CISPLATIN, DOXORUBICIN, CYCLOPHOSPHAMIDE, AND VINDESINE COMBINATION CHEMOTHERAPY FOR NON-SMALL CELL LUNG-CANCER

Abstract

Seventy-four patients with non-small cell lung cancer were treated in a prospective, randomized trial either with a 4-drug combination of ciplatin, doxorubicin, cyclophosphamide and vindesine (PACE) or with a 3-drug combination of ciplatin, cyclophosphamide and vindesine (PCE). None of these patients had received prior chemotherapy; all had a Karnofsky performance status of at least 60. Of 68 evaluable patients, 21 (31%) had complete or partial remissions. Response rates for PACE and PCE were similar; there was no difference in response rates for patients with adenocarcinoma or epidermoid cancer. The median duration of remission was 10 mo. (range, 2-26 + mo.); 5 patients are still in remission (median, 18+ mo.; range, 17+ to 26+ mo.).

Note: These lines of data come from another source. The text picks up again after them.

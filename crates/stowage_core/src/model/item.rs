//! Item domain model.
//!
//! # Responsibility
//! - Define the central inventory record and its field set.
//! - Own every mutation through [`Item::apply`], so the touch and disposal
//!   rules cannot be bypassed by callers.
//!
//! # Invariants
//! - `id` and `created_at` never change after construction.
//! - Every applied edit sets `updated_at = max(updated_at, now)`.
//! - The disposal toggle keeps `disposed_at` set exactly while
//!   `is_disposed` is true. Loaded state is taken as-is.
//! - The tag list holds no duplicate ids.
//! - Equality and hashing are identity-based.

use crate::model::master::MasterId;
use crate::model::EpochMs;
use chrono::NaiveDate;
use rust_decimal::Decimal;
use serde::{Deserialize, Serialize};
use std::error::Error;
use std::fmt::{Display, Formatter};
use std::hash::{Hash, Hasher};
use uuid::Uuid;

/// Stable identifier for items.
pub type ItemId = Uuid;

/// Name given to items created without user input.
pub const DEFAULT_ITEM_NAME: &str = "New Item";

/// Physical condition of an item.
#[derive(Debug, Clone, Copy, Default, PartialEq, Eq, Hash, Serialize, Deserialize)]
#[serde(rename_all = "snake_case")]
pub enum Condition {
    BrandNew,
    #[default]
    Good,
    Normal,
    Deteriorated,
    Broken,
}

impl Condition {
    pub const ALL: [Condition; 5] = [
        Self::BrandNew,
        Self::Good,
        Self::Normal,
        Self::Deteriorated,
        Self::Broken,
    ];

    /// Storage and CLI label.
    pub fn as_str(self) -> &'static str {
        match self {
            Self::BrandNew => "brand_new",
            Self::Good => "good",
            Self::Normal => "normal",
            Self::Deteriorated => "deteriorated",
            Self::Broken => "broken",
        }
    }

    /// Parses a storage label. Unknown labels return `None`.
    pub fn parse(value: &str) -> Option<Self> {
        Self::ALL.into_iter().find(|c| c.as_str() == value)
    }
}

/// Item construction errors.
#[derive(Debug, Clone, PartialEq, Eq)]
pub enum ItemValidationError {
    /// The nil UUID cannot identify an item.
    NilId,
    /// The same tag appears twice in the tag list.
    DuplicateTag(MasterId),
}

impl Display for ItemValidationError {
    fn fmt(&self, f: &mut Formatter<'_>) -> std::fmt::Result {
        match self {
            Self::NilId => write!(f, "item id must not be nil"),
            Self::DuplicateTag(id) => write!(f, "tag {id} is assigned twice"),
        }
    }
}

impl Error for ItemValidationError {}

/// One field-level mutation.
///
/// `None` clears an optional field.
#[derive(Debug, Clone, PartialEq)]
pub enum ItemEdit {
    Name(String),
    Category(Option<MasterId>),
    Location(Option<MasterId>),
    /// Appends a tag unless it is already assigned.
    AddTag(MasterId),
    RemoveTag(MasterId),
    /// Replaces the tag list; later duplicates are dropped.
    Tags(Vec<MasterId>),
    Notes(Option<String>),
    Brand(Option<String>),
    ModelNumber(Option<String>),
    SerialNumber(Option<String>),
    PurchaseDate(Option<NaiveDate>),
    PurchaseStore(Option<String>),
    PurchasePrice(Option<Decimal>),
    WarrantyExpiration(Option<NaiveDate>),
    Dimensions(Option<String>),
    Weight(Option<String>),
    Color(Option<String>),
    Condition(Condition),
    Accessories(Option<String>),
    ConsumableReplacement(Option<String>),
    Link(Option<String>),
    Disposed(bool),
}

/// Inventory record.
#[derive(Debug, Clone, Serialize, Deserialize)]
pub struct Item {
    pub(crate) id: ItemId,
    pub(crate) name: String,
    pub(crate) category_id: Option<MasterId>,
    pub(crate) location_id: Option<MasterId>,
    pub(crate) tag_ids: Vec<MasterId>,
    pub(crate) notes: Option<String>,
    pub(crate) brand: Option<String>,
    pub(crate) model_number: Option<String>,
    pub(crate) serial_number: Option<String>,
    pub(crate) purchase_date: Option<NaiveDate>,
    pub(crate) purchase_store: Option<String>,
    pub(crate) purchase_price: Option<Decimal>,
    pub(crate) warranty_expiration: Option<NaiveDate>,
    pub(crate) dimensions: Option<String>,
    pub(crate) weight: Option<String>,
    pub(crate) color: Option<String>,
    pub(crate) condition: Condition,
    pub(crate) accessories: Option<String>,
    pub(crate) consumable_replacement: Option<String>,
    pub(crate) link: Option<String>,
    pub(crate) created_at: EpochMs,
    pub(crate) updated_at: EpochMs,
    pub(crate) is_disposed: bool,
    pub(crate) disposed_at: Option<EpochMs>,
}

impl Item {
    /// Creates an item with a generated id and both timestamps at `now`.
    pub fn new(name: impl Into<String>, now: EpochMs) -> Self {
        Self {
            id: Uuid::new_v4(),
            name: name.into(),
            category_id: None,
            location_id: None,
            tag_ids: Vec::new(),
            notes: None,
            brand: None,
            model_number: None,
            serial_number: None,
            purchase_date: None,
            purchase_store: None,
            purchase_price: None,
            warranty_expiration: None,
            dimensions: None,
            weight: None,
            color: None,
            condition: Condition::default(),
            accessories: None,
            consumable_replacement: None,
            link: None,
            created_at: now,
            updated_at: now,
            is_disposed: false,
            disposed_at: None,
        }
    }

    /// Creates an item with a caller-provided id; nil ids are rejected.
    pub fn with_id(
        id: ItemId,
        name: impl Into<String>,
        now: EpochMs,
    ) -> Result<Self, ItemValidationError> {
        if id.is_nil() {
            return Err(ItemValidationError::NilId);
        }
        let mut item = Self::new(name, now);
        item.id = id;
        Ok(item)
    }

    /// Checks structural invariants before persistence.
    pub fn validate(&self) -> Result<(), ItemValidationError> {
        if self.id.is_nil() {
            return Err(ItemValidationError::NilId);
        }
        for (index, tag) in self.tag_ids.iter().enumerate() {
            if self.tag_ids[..index].contains(tag) {
                return Err(ItemValidationError::DuplicateTag(*tag));
            }
        }
        Ok(())
    }

    /// Applies one edit and touches `updated_at`.
    ///
    /// Tag edits that change nothing (adding an assigned tag, removing an
    /// unassigned one) are not writes and leave `updated_at` alone.
    pub fn apply(&mut self, edit: ItemEdit, now: EpochMs) {
        match edit {
            ItemEdit::Name(value) => self.name = value,
            ItemEdit::Category(value) => self.category_id = value,
            ItemEdit::Location(value) => self.location_id = value,
            ItemEdit::AddTag(tag) => {
                if self.tag_ids.contains(&tag) {
                    return;
                }
                self.tag_ids.push(tag);
            }
            ItemEdit::RemoveTag(tag) => {
                let before = self.tag_ids.len();
                self.tag_ids.retain(|id| *id != tag);
                if self.tag_ids.len() == before {
                    return;
                }
            }
            ItemEdit::Tags(tags) => {
                let mut unique = Vec::with_capacity(tags.len());
                for tag in tags {
                    if !unique.contains(&tag) {
                        unique.push(tag);
                    }
                }
                self.tag_ids = unique;
            }
            ItemEdit::Notes(value) => self.notes = value,
            ItemEdit::Brand(value) => self.brand = value,
            ItemEdit::ModelNumber(value) => self.model_number = value,
            ItemEdit::SerialNumber(value) => self.serial_number = value,
            ItemEdit::PurchaseDate(value) => self.purchase_date = value,
            ItemEdit::PurchaseStore(value) => self.purchase_store = value,
            ItemEdit::PurchasePrice(value) => self.purchase_price = value,
            ItemEdit::WarrantyExpiration(value) => self.warranty_expiration = value,
            ItemEdit::Dimensions(value) => self.dimensions = value,
            ItemEdit::Weight(value) => self.weight = value,
            ItemEdit::Color(value) => self.color = value,
            ItemEdit::Condition(value) => self.condition = value,
            ItemEdit::Accessories(value) => self.accessories = value,
            ItemEdit::ConsumableReplacement(value) => self.consumable_replacement = value,
            ItemEdit::Link(value) => self.link = value,
            ItemEdit::Disposed(value) => self.set_disposed(value, now),
        }
        self.touch(now);
    }

    /// Drops a deleted master from this item's references.
    ///
    /// Same effect as the storage foreign keys on master deletion. Not a
    /// user write, so `updated_at` is untouched.
    pub fn detach_master(&mut self, id: MasterId) {
        if self.category_id == Some(id) {
            self.category_id = None;
        }
        if self.location_id == Some(id) {
            self.location_id = None;
        }
        self.tag_ids.retain(|tag| *tag != id);
    }

    fn set_disposed(&mut self, value: bool, now: EpochMs) {
        match (self.is_disposed, value) {
            (false, true) => {
                if self.disposed_at.is_none() {
                    self.disposed_at = Some(now);
                }
            }
            (true, false) => self.disposed_at = None,
            _ => {}
        }
        self.is_disposed = value;
    }

    fn touch(&mut self, now: EpochMs) {
        self.updated_at = self.updated_at.max(now);
    }

    pub fn id(&self) -> ItemId {
        self.id
    }

    pub fn name(&self) -> &str {
        &self.name
    }

    pub fn category_id(&self) -> Option<MasterId> {
        self.category_id
    }

    pub fn location_id(&self) -> Option<MasterId> {
        self.location_id
    }

    /// Assigned tags in assignment order.
    pub fn tag_ids(&self) -> &[MasterId] {
        &self.tag_ids
    }

    pub fn notes(&self) -> Option<&str> {
        self.notes.as_deref()
    }

    pub fn brand(&self) -> Option<&str> {
        self.brand.as_deref()
    }

    pub fn model_number(&self) -> Option<&str> {
        self.model_number.as_deref()
    }

    pub fn serial_number(&self) -> Option<&str> {
        self.serial_number.as_deref()
    }

    pub fn purchase_date(&self) -> Option<NaiveDate> {
        self.purchase_date
    }

    pub fn purchase_store(&self) -> Option<&str> {
        self.purchase_store.as_deref()
    }

    pub fn purchase_price(&self) -> Option<Decimal> {
        self.purchase_price
    }

    pub fn warranty_expiration(&self) -> Option<NaiveDate> {
        self.warranty_expiration
    }

    pub fn dimensions(&self) -> Option<&str> {
        self.dimensions.as_deref()
    }

    pub fn weight(&self) -> Option<&str> {
        self.weight.as_deref()
    }

    pub fn color(&self) -> Option<&str> {
        self.color.as_deref()
    }

    pub fn condition(&self) -> Condition {
        self.condition
    }

    pub fn accessories(&self) -> Option<&str> {
        self.accessories.as_deref()
    }

    pub fn consumable_replacement(&self) -> Option<&str> {
        self.consumable_replacement.as_deref()
    }

    pub fn link(&self) -> Option<&str> {
        self.link.as_deref()
    }

    pub fn created_at(&self) -> EpochMs {
        self.created_at
    }

    pub fn updated_at(&self) -> EpochMs {
        self.updated_at
    }

    pub fn is_disposed(&self) -> bool {
        self.is_disposed
    }

    pub fn disposed_at(&self) -> Option<EpochMs> {
        self.disposed_at
    }

    /// Whether the item references `id` as category, location or tag.
    pub fn references(&self, id: MasterId) -> bool {
        self.category_id == Some(id) || self.location_id == Some(id) || self.tag_ids.contains(&id)
    }
}

impl PartialEq for Item {
    fn eq(&self, other: &Self) -> bool {
        self.id == other.id
    }
}

impl Eq for Item {}

impl Hash for Item {
    fn hash<H: Hasher>(&self, state: &mut H) {
        self.id.hash(state);
    }
}

#[cfg(test)]
mod tests {
    use super::{Item, ItemEdit};
    use uuid::Uuid;

    #[test]
    fn tags_edit_drops_duplicates_keeping_first_position() {
        let a = Uuid::new_v4();
        let b = Uuid::new_v4();
        let mut item = Item::new("box", 10);
        item.apply(ItemEdit::Tags(vec![a, b, a]), 20);
        assert_eq!(item.tag_ids(), &[a, b]);
        assert!(item.validate().is_ok());
    }

    #[test]
    fn noop_tag_edits_do_not_touch() {
        let tag = Uuid::new_v4();
        let mut item = Item::new("box", 10);
        item.apply(ItemEdit::AddTag(tag), 20);
        item.apply(ItemEdit::AddTag(tag), 30);
        item.apply(ItemEdit::RemoveTag(Uuid::new_v4()), 40);
        assert_eq!(item.tag_ids(), &[tag]);
        assert_eq!(item.updated_at(), 20);
    }

    #[test]
    fn clock_going_backwards_keeps_updated_at() {
        let mut item = Item::new("box", 100);
        item.apply(ItemEdit::Color(Some("red".to_string())), 50);
        assert_eq!(item.updated_at(), 100);
        assert_eq!(item.color(), Some("red"));
    }

    #[test]
    fn detach_master_clears_every_reference_slot() {
        let shared = Uuid::new_v4();
        let mut item = Item::new("box", 10);
        item.category_id = Some(shared);
        item.location_id = Some(shared);
        item.tag_ids = vec![shared, Uuid::new_v4()];

        item.detach_master(shared);
        assert!(!item.references(shared));
        assert_eq!(item.tag_ids().len(), 1);
        assert_eq!(item.updated_at(), 10);
    }
}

The median duration of survival for responding patients (complete or partial) was 18 mo. Toxic effects, including mild to moderate myelosuppression, peripheral neuropathy and nephrotoxicity, were manageable in general. The response rates and remission durations for PACE and PCE are similar to those seen with the 2-drug combination of cisplatin and vindesine; toxic effects are similar. Thus, the addition of doxorubicin and/or cyclophosphamide adds no advantage to the use of the cisplatin and vindesine combination alone.